И все же при всех сюрпризах и неожиданностях, которые ежедневно преподносил нионский экран, трудно было даже помыслить, что в один прекрасный день представленные на фестивале "образы реальности" войдут в резонанс с тем настроением радости-печали, что накатывает накануне праздника Победы на каждого из нас. В последний просмотровый день - 7 мая - на экране сошлись картины о войнах ХХ века. "Узники войны" ("Prizoners of the war") -- мартиролог безвестных жертв двух мировых и нынешних региональных войн, зарытых в братских могилах по всей Европе. Авторы - Геникян и Риччи Луччи - актуализируют хронику массовых захоронений. Ясно, что российские сюжеты доминируют. Архипелаг Гулаг - наша география и наша история. В конкурсе был четырехчасовой видеогигант "Гулаг, белый квадрат на белом поле", коопродукция Франции и России - самая полная и подробная на сегодняшний день киноэнциклопедия преступлений сталинщины, созданная по заказу канала "Артэ" французского телевидения. Работа Нелен Шателен и Иосифа Пастернака, автора памятного "Черного квадрата", притягивает свежим подходом к теме и к материалу даже тех, кто неплохо осведомлен о самом черном периоде новейшей русской истории. Особенно интересны синхронные интервью с бывшими узниками Гулага, снятые на Севере, на Печоре и в Воркуте, да и архивные кадры, среди которых много впервые опубликованных, использованы нетривиально, в новых монтажных связях.
Но по силе эмоционального воздействия на первое место хочется поставить "Crazy" Хедди Хонигманн (кадр из фильма опубликован в "НГ" 4 мая в первом репортаже из Ниона). Следует объяснить, почему именно эта картина, не получившая никаких призов в Нионе, производит такое впечатление.

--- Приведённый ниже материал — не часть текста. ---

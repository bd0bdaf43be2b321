pub mod headless_mode;
pub mod messages;
pub mod setup;
pub mod tui_mode;

pub use headless_mode::run_headless_mode;
pub use setup::{ExportSource, SessionData, setup_session};
pub use tui_mode::run_tui_mode;
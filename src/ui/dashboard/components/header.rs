//! Dashboard header component
//!
//! Renders the title and the countdown to the next refresh

use super::super::state::DashboardState;
use super::super::utils::format_duration;
use crate::page::format_time;
use crate::sync::RefreshTrigger;

use chrono::Local;
use ratatui::Frame;
use ratatui::layout::{Alignment, Constraint, Direction, Layout};
use ratatui::prelude::{Color, Modifier, Style};
use ratatui::widgets::{Block, BorderType, Borders, Gauge, Paragraph};

/// Render header with title and refresh countdown.
pub fn render_header(f: &mut Frame, area: ratatui::layout::Rect, state: &DashboardState) {
    let header_chunks = Layout::default()
        .direction(Direction::Vertical)
        .constraints([Constraint::Length(2), Constraint::Length(2)])
        .split(area);

    let title_text = format!(
        "ORCHARD DASH v{}  ·  {}  ·  up {}",
        env!("CARGO_PKG_VERSION"),
        state.environment.backend_url(),
        format_duration(state.uptime())
    );
    let title = Paragraph::new(title_text)
        .alignment(Alignment::Center)
        .style(
            Style::default()
                .fg(Color::LightGreen)
                .add_modifier(Modifier::BOLD),
        )
        .block(
            Block::default()
                .borders(Borders::BOTTOM)
                .border_type(BorderType::Thick),
        );
    f.render_widget(title, header_chunks[0]);

    let interval_ms = state.refresh_interval.as_millis().max(1) as i64;
    let (label, color, percent) = match state.last_refresh {
        Some((at, trigger)) => {
            let elapsed_ms = (Local::now() - at).num_milliseconds().clamp(0, interval_ms);
            let remaining_secs = (interval_ms - elapsed_ms) / 1000;
            let how = match trigger {
                RefreshTrigger::Timer => "auto",
                RefreshTrigger::Manual => "manual",
            };
            (
                format!(
                    "Last refresh {} ({})  ·  next in {}s",
                    format_time(at),
                    how,
                    remaining_secs
                ),
                Color::LightBlue,
                (elapsed_ms * 100 / interval_ms) as u16,
            )
        }
        None => {
            // Animated while the first refresh is in flight
            let progress = ((state.tick % 20) as f64 / 20.0 * 100.0) as u16;
            ("Waiting for first refresh".to_string(), Color::Yellow, progress)
        }
    };

    let gauge = Gauge::default()
        .block(
            Block::default()
                .borders(Borders::BOTTOM)
                .border_style(Style::default().fg(Color::DarkGray)),
        )
        .gauge_style(Style::default().fg(color).add_modifier(Modifier::BOLD))
        .percent(percent.min(100))
        .label(label);

    f.render_widget(gauge, header_chunks[1]);
}
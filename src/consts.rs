pub mod cli_consts {
    //! Dashboard Configuration Constants
    //!
    //! Defaults for the sync loop, banners and export, organized by
    //! functional area.

    // =============================================================================
    // QUEUE CONFIGURATION
    // =============================================================================

    /// The maximum number of events to keep in the activity logs.
    pub const MAX_ACTIVITY_LOGS: usize = 100;

    /// Buffer size of the channel carrying fetch results to the dashboard state
    pub const UPDATE_QUEUE_SIZE: usize = 100;

    // =============================================================================
    // SYNC CONFIGURATION
    // =============================================================================

    /// Sync loop timing
    pub mod sync {
        use std::time::Duration;

        /// Period of the recurring refresh (seconds)
        pub const REFRESH_INTERVAL_SECS: u64 = 30;

        /// Days of environment history requested from the backend
        pub const HISTORY_DAYS: u32 = 7;

        /// Connect and request timeout of the HTTP client (seconds)
        pub const REQUEST_TIMEOUT_SECS: u64 = 10;

        /// Helper function to get the refresh interval
        pub const fn refresh_interval() -> Duration {
            Duration::from_secs(REFRESH_INTERVAL_SECS)
        }

        /// Helper function to get the request timeout
        pub const fn request_timeout() -> Duration {
            Duration::from_secs(REQUEST_TIMEOUT_SECS)
        }
    }

    // =============================================================================
    // BACKEND ENDPOINTS
    // =============================================================================

    pub mod endpoints {
        /// Environment readings, one series per metric
        pub const ENVIRONMENTAL_DATA: &str = "api/environmental-data";

        /// Current pest/disease risk prediction
        pub const PREDICTIONS: &str = "api/predictions";
    }

    // =============================================================================
    // UI CONFIGURATION
    // =============================================================================

    pub mod ui {
        use std::time::Duration;

        /// Seconds a banner stays on screen unless dismissed earlier
        pub const NOTICE_TTL_SECS: u64 = 5;

        /// Delay between the entrance of consecutive cards (milliseconds)
        pub const CARD_STAGGER_MS: u64 = 120;

        /// How long the splash screen is shown
        pub const SPLASH_DURATION: Duration = Duration::from_secs(2);

        /// Maximum banners rendered at once
        pub const MAX_VISIBLE_NOTICES: usize = 3;

        pub const fn notice_ttl() -> Duration {
            Duration::from_secs(NOTICE_TTL_SECS)
        }

        pub const fn card_stagger() -> Duration {
            Duration::from_millis(CARD_STAGGER_MS)
        }
    }

    // =============================================================================
    // EXPORT CONFIGURATION
    // =============================================================================

    /// File name of the CSV export
    pub const EXPORT_FILE_NAME: &str = "agricultural_data.csv";
}
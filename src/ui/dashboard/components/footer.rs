//! Dashboard footer component
//!
//! Renders key hints for the controls mounted on the page, or the search
//! prompt while a query is being typed

use super::super::state::DashboardState;
use crate::page::SlotId;

use ratatui::Frame;
use ratatui::layout::Alignment;
use ratatui::prelude::{Color, Modifier, Style};
use ratatui::widgets::{Block, BorderType, Borders, Paragraph};

/// Key hints for the mounted controls, in display order.
pub fn key_hints(state: &DashboardState) -> Vec<&'static str> {
    let controls = [
        (SlotId::Refresh, "[R] Refresh"),
        (SlotId::Export, "[E] Export"),
        (SlotId::Search, "[/] Search"),
    ];
    let mut hints: Vec<&'static str> = controls
        .into_iter()
        .filter(|(slot, _)| state.page.is_mounted(*slot))
        .map(|(_, hint)| hint)
        .collect();
    if !state.notices.is_empty() {
        hints.push("[X] Dismiss");
    }
    hints.push("[Q] Quit");
    hints
}

pub fn render_footer(f: &mut Frame, area: ratatui::layout::Rect, state: &DashboardState) {
    let (footer_text, footer_color) = if state.search.editing {
        (
            format!("Search: {}_   [Enter] Keep  [Esc] Clear", state.search.query),
            Color::Yellow,
        )
    } else {
        (key_hints(state).join(" | "), Color::LightGreen)
    };

    let footer = Paragraph::new(footer_text)
        .alignment(Alignment::Center)
        .style(
            Style::default()
                .fg(footer_color)
                .add_modifier(Modifier::BOLD),
        )
        .block(
            Block::default()
                .borders(Borders::TOP)
                .border_type(BorderType::Thick),
        );
    f.render_widget(footer, area);
}

#[cfg(test)]
mod tests {
    use super::*;
    use crate::environment::Environment;
    use crate::ui::app::UIConfig;
    use std::time::Instant;

    #[test]
    fn test_hints_follow_mounted_controls() {
        let state = DashboardState::new(
            Environment::Local,
            Instant::now(),
            UIConfig {
                mounted_slots: vec![SlotId::Temperature, SlotId::Export],
                ..UIConfig::default()
            },
        );
        assert_eq!(key_hints(&state), vec!["[E] Export", "[Q] Quit"]);
    }
}
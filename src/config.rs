//! Application configuration.
//!
//! Stored as JSON at `~/.orchard/config.json`. Every field is optional in the
//! file; missing fields take their defaults.

use crate::consts::cli_consts::{sync, ui};
use crate::page::SlotId;
use crate::thresholds::WarningThresholds;
use serde::{Deserialize, Serialize};
use std::path::PathBuf;
use std::time::Duration;
use std::{fs, path::Path};

#[derive(Serialize, Deserialize, Debug, Clone, PartialEq)]
#[serde(default)]
pub struct Config {
    /// Backend base URL. `None` means the local default.
    #[serde(skip_serializing_if = "Option::is_none")]
    pub backend_url: Option<String>,
    pub refresh_interval_secs: u64,
    pub notice_ttl_secs: u64,
    pub history_days: u32,
    /// Where exports are written. `None` means the working directory.
    #[serde(skip_serializing_if = "Option::is_none")]
    pub export_dir: Option<PathBuf>,
    /// Slots mounted on the dashboard page.
    pub slots: Vec<SlotId>,
    pub thresholds: WarningThresholds,
}

impl Default for Config {
    fn default() -> Self {
        Self {
            backend_url: None,
            refresh_interval_secs: sync::REFRESH_INTERVAL_SECS,
            notice_ttl_secs: ui::NOTICE_TTL_SECS,
            history_days: sync::HISTORY_DAYS,
            export_dir: None,
            slots: SlotId::all(),
            thresholds: WarningThresholds::default(),
        }
    }
}

impl Config {
    /// Loads configuration from a JSON file at the given path.
    ///
    /// # Errors
    /// Returns an `std::io::Error` if reading from file fails or JSON is invalid.
    pub fn load_from_file(path: &Path) -> Result<Self, std::io::Error> {
        let buf = fs::read(path)?;
        let config: Config = serde_json::from_slice(&buf)
            .map_err(|e| std::io::Error::new(std::io::ErrorKind::InvalidData, e))?;
        Ok(config)
    }

    /// Loads the file if it exists, otherwise returns the defaults.
    pub fn load_or_default(path: &Path) -> Result<Self, std::io::Error> {
        if path.exists() {
            Self::load_from_file(path)
        } else {
            Ok(Self::default())
        }
    }

    /// Saves the configuration to a JSON file at the given path.
    ///
    /// Directories will be created if they don't exist. This method overwrites existing files.
    ///
    /// # Errors
    /// Returns an `std::io::Error` if writing to file fails or serialization fails.
    pub fn save(&self, path: &Path) -> Result<(), std::io::Error> {
        if let Some(parent) = path.parent() {
            fs::create_dir_all(parent)?;
        }
        let json = serde_json::to_string_pretty(self).map_err(|e| {
            std::io::Error::new(
                std::io::ErrorKind::InvalidData,
                format!("Serialization failed: {}", e),
            )
        })?;
        fs::write(path, json)?;
        Ok(())
    }

    /// Refresh period, never shorter than one second.
    pub fn refresh_interval(&self) -> Duration {
        Duration::from_secs(self.refresh_interval_secs.max(1))
    }

    /// Banner lifetime, never shorter than one second.
    pub fn notice_ttl(&self) -> Duration {
        Duration::from_secs(self.notice_ttl_secs.max(1))
    }

    pub fn export_dir(&self) -> PathBuf {
        self.export_dir.clone().unwrap_or_else(|| PathBuf::from("."))
    }
}

/// Path of the configuration file, `~/.orchard/config.json`.
pub fn get_config_path() -> Result<PathBuf, std::io::Error> {
    let home = home::home_dir().ok_or_else(|| {
        std::io::Error::new(
            std::io::ErrorKind::NotFound,
            "Could not determine the home directory",
        )
    })?;
    Ok(home.join(".orchard").join("config.json"))
}

#[cfg(test)]
mod tests {
    use super::*;
    use std::fs::File;
    use std::io::Write;
    use tempfile::tempdir;

    fn config_for(backend_url: &str) -> Config {
        Config {
            backend_url: Some(backend_url.to_string()),
            ..Config::default()
        }
    }

    #[test]
    // Loading a saved configuration file should return the same configuration.
    fn test_load_recovers_saved_config() {
        let dir = tempdir().unwrap();
        let path = dir.path().join("config.json");

        let mut config = config_for("http://orchard.local:5000");
        config.slots = vec![SlotId::Temperature, SlotId::RiskLevel];
        config.save(&path).unwrap();

        let loaded_config = Config::load_from_file(&path).unwrap();
        assert_eq!(config, loaded_config);
    }

    #[test]
    // Saving a configuration should create directories if they don't exist.
    fn test_save_creates_directories() {
        let dir = tempdir().unwrap();
        let path = dir.path().join("nonexistent_dir").join("config.json");

        let result = Config::default().save(&path);

        assert!(result.is_ok(), "Failed to save config");
        assert!(
            path.parent().unwrap().exists(),
            "Parent directory does not exist"
        );
    }

    #[test]
    // Saving a configuration should overwrite an existing file.
    fn test_save_overwrites_existing_file() {
        let dir = tempdir().unwrap();
        let path = dir.path().join("config.json");

        let config1 = config_for("http://first:5000");
        config1.save(&path).unwrap();

        let config2 = config_for("http://second:5000");
        config2.save(&path).unwrap();

        let loaded_config = Config::load_from_file(&path).unwrap();
        assert_eq!(config2, loaded_config);
    }

    #[test]
    // Loading an invalid JSON file should return an error.
    fn test_load_rejects_invalid_json() {
        let dir = tempdir().unwrap();
        let path = dir.path().join("invalid_config.json");

        let mut file = File::create(&path).unwrap();
        writeln!(file, "invalid json").unwrap();

        let result = Config::load_from_file(&path);
        assert!(result.is_err());
    }

    #[test]
    // Missing fields fall back to their defaults.
    fn test_partial_file_uses_defaults() {
        let dir = tempdir().unwrap();
        let path = dir.path().join("config.json");
        fs::write(&path, r#"{"refresh_interval_secs": 0, "slots": ["temperature"]}"#).unwrap();

        let config = Config::load_from_file(&path).unwrap();
        assert_eq!(config.backend_url, None);
        assert_eq!(config.slots, vec![SlotId::Temperature]);
        assert_eq!(config.history_days, 7);
        assert_eq!(config.refresh_interval(), Duration::from_secs(1));
        assert_eq!(config.notice_ttl(), Duration::from_secs(5));
    }

    #[test]
    // A zero banner lifetime would expire banners before they are drawn.
    fn test_zero_notice_ttl_is_raised_to_one_second() {
        let dir = tempdir().unwrap();
        let path = dir.path().join("config.json");
        fs::write(&path, r#"{"notice_ttl_secs": 0}"#).unwrap();

        let config = Config::load_from_file(&path).unwrap();
        assert_eq!(config.notice_ttl(), Duration::from_secs(1));
    }

    #[test]
    fn test_missing_file_gives_defaults() {
        let dir = tempdir().unwrap();
        let config = Config::load_or_default(&dir.path().join("absent.json")).unwrap();
        assert_eq!(config, Config::default());
        assert_eq!(config.export_dir(), PathBuf::from("."));
    }
}
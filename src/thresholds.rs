//! Environmental threshold checks
//!
//! Compares the latest readings against configured limits and reports each
//! breach with the severity used for its banner.

use crate::models::EnvironmentSample;
use crate::notice::Severity;
use serde::{Deserialize, Serialize};

#[derive(Debug, Copy, Clone, PartialEq, Eq, Hash, PartialOrd, Ord, strum::Display)]
pub enum WarningKind {
    TemperatureHigh,
    TemperatureLow,
    HumidityHigh,
    HumidityLow,
    SoilMoistureLow,
}

#[derive(Debug, Clone, PartialEq)]
pub struct ThresholdWarning {
    pub kind: WarningKind,
    pub severity: Severity,
    pub message: String,
    pub value: f64,
    pub threshold: f64,
}

#[derive(Debug, Clone, PartialEq, Serialize, Deserialize)]
#[serde(default)]
pub struct WarningThresholds {
    pub temperature_high: f64,
    pub temperature_low: f64,
    pub humidity_high: f64,
    pub humidity_low: f64,
    pub soil_moisture_low: f64,
}

impl Default for WarningThresholds {
    fn default() -> Self {
        Self {
            temperature_high: 35.0,
            temperature_low: 5.0,
            humidity_high: 90.0,
            humidity_low: 30.0,
            soil_moisture_low: 20.0,
        }
    }
}

impl WarningThresholds {
    /// Breaches in the latest readings of `sample`. Metrics without readings are ignored.
    pub fn check(&self, sample: &EnvironmentSample) -> Vec<ThresholdWarning> {
        let mut warnings = Vec::new();

        if let Some(value) = sample.latest("temperature") {
            if value > self.temperature_high {
                warnings.push(ThresholdWarning {
                    kind: WarningKind::TemperatureHigh,
                    severity: Severity::Danger,
                    message: format!(
                        "High temperature: {:.1}°C is above {:.1}°C",
                        value, self.temperature_high
                    ),
                    value,
                    threshold: self.temperature_high,
                });
            } else if value < self.temperature_low {
                warnings.push(ThresholdWarning {
                    kind: WarningKind::TemperatureLow,
                    severity: Severity::Warning,
                    message: format!(
                        "Low temperature: {:.1}°C is below {:.1}°C",
                        value, self.temperature_low
                    ),
                    value,
                    threshold: self.temperature_low,
                });
            }
        }

        if let Some(value) = sample.latest("humidity") {
            if value > self.humidity_high {
                warnings.push(ThresholdWarning {
                    kind: WarningKind::HumidityHigh,
                    severity: Severity::Warning,
                    message: format!(
                        "High humidity: {:.1}% is above {:.1}%",
                        value, self.humidity_high
                    ),
                    value,
                    threshold: self.humidity_high,
                });
            } else if value < self.humidity_low {
                warnings.push(ThresholdWarning {
                    kind: WarningKind::HumidityLow,
                    severity: Severity::Warning,
                    message: format!(
                        "Low humidity: {:.1}% is below {:.1}%",
                        value, self.humidity_low
                    ),
                    value,
                    threshold: self.humidity_low,
                });
            }
        }

        if let Some(value) = sample.latest("soil_moisture") {
            if value < self.soil_moisture_low {
                warnings.push(ThresholdWarning {
                    kind: WarningKind::SoilMoistureLow,
                    severity: Severity::Danger,
                    message: format!(
                        "Dry soil: moisture {:.1}% is below {:.1}%",
                        value, self.soil_moisture_low
                    ),
                    value,
                    threshold: self.soil_moisture_low,
                });
            }
        }

        warnings
    }
}
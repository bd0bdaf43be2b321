//! Dismissible banners shown above the dashboard content

use std::time::{Duration, Instant};

#[derive(Debug, Copy, Clone, PartialEq, Eq, PartialOrd, Ord, strum::Display)]
#[strum(serialize_all = "lowercase")]
pub enum Severity {
    Info,
    Success,
    Warning,
    Danger,
}

pub type NoticeId = u64;

#[derive(Debug, Clone, PartialEq, Eq)]
pub struct Notice {
    pub id: NoticeId,
    pub message: String,
    pub severity: Severity,
    pub created_at: Instant,
}

/// Banners in insertion order. Each one expires `ttl` after it was raised,
/// whether or not anybody looked at it.
#[derive(Debug, Clone)]
pub struct NoticeBoard {
    notices: Vec<Notice>,
    next_id: NoticeId,
    ttl: Duration,
}

impl NoticeBoard {
    pub fn new(ttl: Duration) -> Self {
        Self {
            notices: Vec::new(),
            next_id: 1,
            ttl,
        }
    }

    pub fn notify(&mut self, message: impl Into<String>, severity: Severity) -> NoticeId {
        self.notify_at(message, severity, Instant::now())
    }

    pub fn notify_at(
        &mut self,
        message: impl Into<String>,
        severity: Severity,
        now: Instant,
    ) -> NoticeId {
        let id = self.next_id;
        self.next_id += 1;
        self.notices.push(Notice {
            id,
            message: message.into(),
            severity,
            created_at: now,
        });
        id
    }

    /// Removes a banner before it expires. Returns `false` if it was already gone.
    pub fn dismiss(&mut self, id: NoticeId) -> bool {
        let before = self.notices.len();
        self.notices.retain(|notice| notice.id != id);
        self.notices.len() != before
    }

    /// Removes the most recently raised banner.
    pub fn dismiss_latest(&mut self) -> bool {
        match self.notices.last().map(|notice| notice.id) {
            Some(id) => self.dismiss(id),
            None => false,
        }
    }

    /// Drops every banner whose time on screen has run out.
    pub fn expire(&mut self, now: Instant) {
        let ttl = self.ttl;
        self.notices
            .retain(|notice| now.saturating_duration_since(notice.created_at) < ttl);
    }

    pub fn visible(&self) -> &[Notice] {
        &self.notices
    }

    pub fn is_empty(&self) -> bool {
        self.notices.is_empty()
    }
}

#[cfg(test)]
mod tests {
    use super::*;

    const TTL: Duration = Duration::from_secs(5);

    #[test]
    fn test_notify_inserts_exactly_one_banner() {
        let mut board = NoticeBoard::new(TTL);
        let id = board.notify("msg", Severity::Danger);

        assert_eq!(board.visible().len(), 1);
        assert_eq!(board.visible()[0].id, id);
        assert_eq!(board.visible()[0].message, "msg");
        assert_eq!(board.visible()[0].severity, Severity::Danger);
    }

    #[test]
    fn test_banner_expires_after_fixed_delay() {
        let mut board = NoticeBoard::new(TTL);
        let start = Instant::now();
        board.notify_at("msg", Severity::Danger, start);

        board.expire(start + Duration::from_millis(4_999));
        assert_eq!(board.visible().len(), 1);

        board.expire(start + TTL);
        assert!(board.is_empty());
    }

    #[test]
    fn test_manual_dismiss_removes_immediately() {
        let mut board = NoticeBoard::new(TTL);
        let start = Instant::now();
        let id = board.notify_at("msg", Severity::Danger, start);

        assert!(board.dismiss(id));
        assert!(board.is_empty());
        assert!(!board.dismiss(id));

        // Expiry of an already dismissed banner is a no-op
        board.expire(start + TTL);
        assert!(board.is_empty());
    }

    #[test]
    fn test_banners_expire_independently() {
        let mut board = NoticeBoard::new(TTL);
        let start = Instant::now();
        board.notify_at("first", Severity::Info, start);
        board.notify_at("second", Severity::Warning, start + Duration::from_secs(3));

        board.expire(start + Duration::from_secs(6));

        assert_eq!(board.visible().len(), 1);
        assert_eq!(board.visible()[0].message, "second");
        assert!(board.dismiss_latest());
        assert!(!board.dismiss_latest());
    }
}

"Crаzy" - это прослоенный хроникой, фильмотечной и частной, из домашних видеотек, блок синхронов с голландскими военными, участниками миротворческих акций ООН, начиная с первой в 1950 году в Корее вплоть до последних в Югославии - в Боснии и Косово. Между ними - Ливан, Камбоджа, Руанда┘
Высокое мастерство портретирования сродни искусству психоаналитика. Становится ясно, что "голубые береты" возвращаются домой не с победой-это всего лишь риторика, а с психической травмой на всю оставшуюся жизнь. И в этом смысле масштабы войны не имеют значения. С точки зрения солдата, познавшего на войне простую мудрость защищающейся от смерти жизни, нет принципиальной разницы между войной полномасштабной и так называемыми "военными конфликтами". Крыша едет у всех воевавших, видевших лицо смерти, и красивые слова напутствий типа "вы делаете историю" не спасают и не охраняют. Вот почему автор назвала свою картину "Crazy", отослав зрителей к двум культовым песням под этим названием - обе они, и антивоенный зонг "Сила", и песня о любви в исполнении Петси Клайн - звучат с экрана, доводя гражданские чувства (если они имеются) до эмоционального экстаза, сравнимого разве что с реакцией на финал "Белорусского вокзала". Сильной и точной рукой Хонигманн режиссирует сострадание публики к голландским ветеранам-миротворцам, пожилым и совсем молодым, как тот парень с треммором рук, что поджег свой дом, а сам лег в постель, чтобы больше ничего не вспоминать и не чувствовать.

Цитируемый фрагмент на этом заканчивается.